The fresh convert struggled to adjust to life back
home, residing with his father in Maryland and briefly working for a
television services company.
"Baxam said that living an Islamic
way of life in the United States is oppressive," prosecutors said. "To
live as a Muslim in the United States you need to compromise. He finds
the constant playing of music and constant display of pictures
disrespectful. Only Allah can create images."
After considering
Taliban-controlled areas of Afghanistan and parts of the southern
Philippines under the control of Muslim rebels, he decided on Somalia
and the Shebab, prosecutors said.
He cashed in his army savings and bought a plane ticket to Nairobi -- a round-trip so as not to arouse suspicion.
Baxam
arrived in Nairobi on December 22 and caught a night bus to Mombasa,
where he was arrested the following day as he made for the Somali
border.
"His plan was to cross the border and find the first mosque. That mosque would be a Shebab mosque," prosecutors said.
Baxam
was questioned by Kenyan anti-terrorism police and the FBI in Nairobi
before being put on a plane back to the United States to stand trial.
He
is to appear again in court on Wednesday.

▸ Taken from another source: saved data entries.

//! The roll resolution pipeline
//!
//! One synchronous pass per request: validate, then per card resolve a tier,
//! commit the ledger, and pick a concrete card; finally charge, assemble the
//! result, and fold it into statistics. There is no suspension point between
//! resolution and ledger commit, and `&mut self` enforces single-writer
//! access: callers serving one player from multiple threads wrap the engine
//! (or a per-player shard of engines) in a mutex.

pub mod outcome;
pub mod selector;
pub mod stats;
pub mod validator;

use std::time::Instant;

use rand::{Rng, SeedableRng};
use rand_chacha::ChaCha8Rng;
use serde::{Deserialize, Serialize};

use crate::config::EngineConfig;
use crate::core::error::ValidationError;
use crate::core::types::{PlayerId, RollRequest};
use crate::engine::outcome::{DrawnCard, RollResult};
use crate::engine::stats::{RollStatistics, RollStatisticsTracker};
use crate::engine::validator::RollRequestValidator;
use crate::pity::{self, ResolutionPath};
use crate::store::{CardCatalog, ProfileStore};

/// Response envelope for one roll request
#[derive(Debug, Clone, PartialEq, Serialize, Deserialize)]
pub struct RollResponse {
    pub success: bool,
    pub data: Option<RollResult>,
    pub error: Option<String>,
    pub processing_time_ms: f64,
}

impl RollResponse {
    fn succeeded(result: RollResult, started: Instant) -> Self {
        Self {
            success: true,
            data: Some(result),
            error: None,
            processing_time_ms: started.elapsed().as_secs_f64() * 1000.0,
        }
    }

    fn rejected(reason: String, started: Instant) -> Self {
        Self {
            success: false,
            data: None,
            error: Some(reason),
            processing_time_ms: started.elapsed().as_secs_f64() * 1000.0,
        }
    }
}

/// The gacha roll resolution engine.
///
/// Constructed with explicit references to its collaborators so tests can
/// substitute fakes; there are no global registries. The config table is
/// read-only after boot.
pub struct RollEngine<S: ProfileStore, C: CardCatalog> {
    config: EngineConfig,
    store: S,
    catalog: C,
    rng: ChaCha8Rng,
    validator: RollRequestValidator,
    stats: RollStatisticsTracker,
}

impl<S: ProfileStore, C: CardCatalog> RollEngine<S, C> {
    pub fn new(config: EngineConfig, store: S, catalog: C, seed: u64) -> Self {
        config.pity.boot_check();
        tracing::info!(seed, "roll engine initialized");
        Self {
            config,
            store,
            catalog,
            rng: ChaCha8Rng::seed_from_u64(seed),
            validator: RollRequestValidator::new(),
            stats: RollStatisticsTracker::new(),
        }
    }

    /// Resolve one roll request end to end.
    ///
    /// Validation failures return `success = false` with a reason and mutate
    /// nothing. Past validation a roll always succeeds: catalog gaps are
    /// recovered internally and durability is the store's problem.
    pub fn roll_cards(&mut self, request: &RollRequest) -> RollResponse {
        let started = Instant::now();

        let cost = match self
            .validator
            .validate(request, &self.store, &self.config.costs)
        {
            Ok(cost) => cost,
            Err(reason) => {
                tracing::debug!(player = ?request.player, %reason, "roll rejected");
                return RollResponse::rejected(reason.to_string(), started);
            }
        };

        let mut drawn = Vec::with_capacity(request.count as usize);
        for _ in 0..request.count {
            let Some(ledger) = self.store.ledger(request.player) else {
                // Unreachable after validation; kept as a guard rather than
                // an unwrap so a store bug degrades into a rejected roll
                return RollResponse::rejected(
                    ValidationError::NoProfile(request.player).to_string(),
                    started,
                );
            };

            let resolution =
                pity::resolve_with(ledger, &self.config.pity, || self.rng.gen::<f64>());

            // Ledger commit happens before anything can observe the result
            let reset = resolution.path != ResolutionPath::Fallback;
            if let Some(ledger) = self.store.ledger_mut(request.player) {
                pity::updater::apply(ledger, resolution.tier, reset);
            }

            let card = selector::select_card(&self.catalog, resolution.tier, &mut self.rng);
            drawn.push(DrawnCard { card, resolution });
        }

        if !self.store.deduct(request.player, cost.currency, cost.amount) {
            // Validation checked funds and nothing in between spends them
            tracing::warn!(player = ?request.player, "deduct failed after validation passed");
        }

        let result = outcome::assemble(
            request.player,
            &drawn,
            cost,
            &self.config.timing,
            &mut self.store,
            &mut self.rng,
        );
        self.stats.record(request.player, &result);

        tracing::debug!(
            player = ?request.player,
            count = request.count,
            guarantee = result.guarantee_used,
            "roll resolved"
        );
        RollResponse::succeeded(result, started)
    }

    pub fn statistics(&self, player: PlayerId) -> Option<&RollStatistics> {
        self.stats.get(player)
    }

    pub fn config(&self) -> &EngineConfig {
        &self.config
    }

    pub fn store(&self) -> &S {
        &self.store
    }

    pub fn store_mut(&mut self) -> &mut S {
        &mut self.store
    }
}

#[cfg(test)]
mod tests {
    use super::*;
    use crate::core::types::{Currency, RollType};
    use crate::store::{MemoryCatalog, MemoryProfileStore};

    fn engine() -> (RollEngine<MemoryProfileStore, MemoryCatalog>, PlayerId) {
        let mut store = MemoryProfileStore::new();
        let player = PlayerId::new();
        store.create_profile(player);
        store.grant(player, Currency::Gems, 1_000_000);
        let engine = RollEngine::new(
            EngineConfig::default(),
            store,
            MemoryCatalog::with_standard_set(),
            42,
        );
        (engine, player)
    }

    #[test]
    fn test_successful_roll_returns_requested_count() {
        let (mut engine, player) = engine();
        let request = RollRequest::new(player, RollType::Premium, 10, 10_000);

        let response = engine.roll_cards(&request);
        assert!(response.success);
        assert!(response.error.is_none());
        let result = response.data.unwrap();
        assert_eq!(result.total_cards, 10);
        assert_eq!(result.cards.len(), 10);
        for (i, card) in result.cards.iter().enumerate() {
            assert_eq!(card.roll_position, (i + 1) as u32);
        }
    }

    #[test]
    fn test_cost_charged_once_per_batch() {
        let (mut engine, player) = engine();
        let before = engine.store().balance(player, Currency::Gems);

        let request = RollRequest::new(player, RollType::Premium, 10, 10_000);
        let response = engine.roll_cards(&request);
        let cost = response.data.unwrap().cost;

        let after = engine.store().balance(player, Currency::Gems);
        assert_eq!(before - after, cost.amount);
        assert_eq!(cost.amount, 1440);
        assert_eq!(cost.original_amount, 1600);
    }

    #[test]
    fn test_rejected_roll_mutates_nothing() {
        let (mut engine, player) = engine();
        // Burn the throttle with a first roll
        let first = RollRequest::new(player, RollType::Premium, 1, 10_000);
        assert!(engine.roll_cards(&first).success);

        let ledger_before = *engine.store().ledger(player).unwrap();
        let balance_before = engine.store().balance(player, Currency::Gems);
        let stats_before = engine.statistics(player).cloned();

        let too_soon = RollRequest::new(player, RollType::Premium, 1, 10_500);
        let response = engine.roll_cards(&too_soon);
        assert!(!response.success);
        assert!(response.error.unwrap().contains("Rate limited"));

        assert_eq!(*engine.store().ledger(player).unwrap(), ledger_before);
        assert_eq!(engine.store().balance(player, Currency::Gems), balance_before);
        assert_eq!(engine.statistics(player).cloned(), stats_before);
    }

    #[test]
    fn test_hard_pity_guarantee_end_to_end() {
        let (mut engine, player) = engine();
        engine
            .store_mut()
            .ledger_mut(player)
            .unwrap()
            .set_count(crate::core::types::Rarity::Legendary, 50);

        let request = RollRequest::new(player, RollType::Premium, 1, 10_000);
        let response = engine.roll_cards(&request);
        let result = response.data.unwrap();

        assert!(result.guarantee_used);
        assert_eq!(result.cards[0].tier, crate::core::types::Rarity::Legendary);
        assert!(result.cards[0].is_pity_result);
        assert_eq!(result.cards[0].pity_count_at_draw, 50);
        // Cascading reset cleared the counter
        assert_eq!(
            engine
                .store()
                .ledger(player)
                .unwrap()
                .count(crate::core::types::Rarity::Legendary),
            0
        );
    }

    #[test]
    fn test_statistics_recorded_per_card() {
        let (mut engine, player) = engine();
        let request = RollRequest::new(player, RollType::Premium, 10, 10_000);
        engine.roll_cards(&request);

        let stats = engine.statistics(player).unwrap();
        assert_eq!(stats.total_rolls, 10);
    }

    #[test]
    fn test_seeded_engines_are_deterministic() {
        let build = || {
            let mut store = MemoryProfileStore::new();
            let player = PlayerId(uuid::Uuid::from_u128(7));
            store.create_profile(player);
            store.grant(player, Currency::Gems, 1_000_000);
            let engine = RollEngine::new(
                EngineConfig::default(),
                store,
                MemoryCatalog::with_standard_set(),
                1234,
            );
            (engine, player)
        };

        let (mut a, player_a) = build();
        let (mut b, player_b) = build();

        let req_a = RollRequest::new(player_a, RollType::Premium, 10, 10_000);
        let req_b = RollRequest::new(player_b, RollType::Premium, 10, 10_000);
        let tiers_a: Vec<_> = a.roll_cards(&req_a).data.unwrap().cards.iter().map(|c| c.tier).collect();
        let tiers_b: Vec<_> = b.roll_cards(&req_b).data.unwrap().cards.iter().map(|c| c.tier).collect();
        assert_eq!(tiers_a, tiers_b);
    }
}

If found guilty, he faces a
maximum sentence of 15 years in prison followed by three years of
supervised release.
The Shebab has long sought to recruit
Westerners to join the bloody uprising it launched in 2007 against the
Western-backed transitional government.
The Islamic militants lost
a key source of finance when they pulled out of fixed positions in the
capital Mogadishu last August, switching to guerrilla attacks on African
Union-backed forces there.
Now the extremist fighters largely
rely for funding on the southern port of Kismayo and the charcoal trade,
both of which are under pressure from Kenyan forces who crossed into
southern Somalia to attack them in October.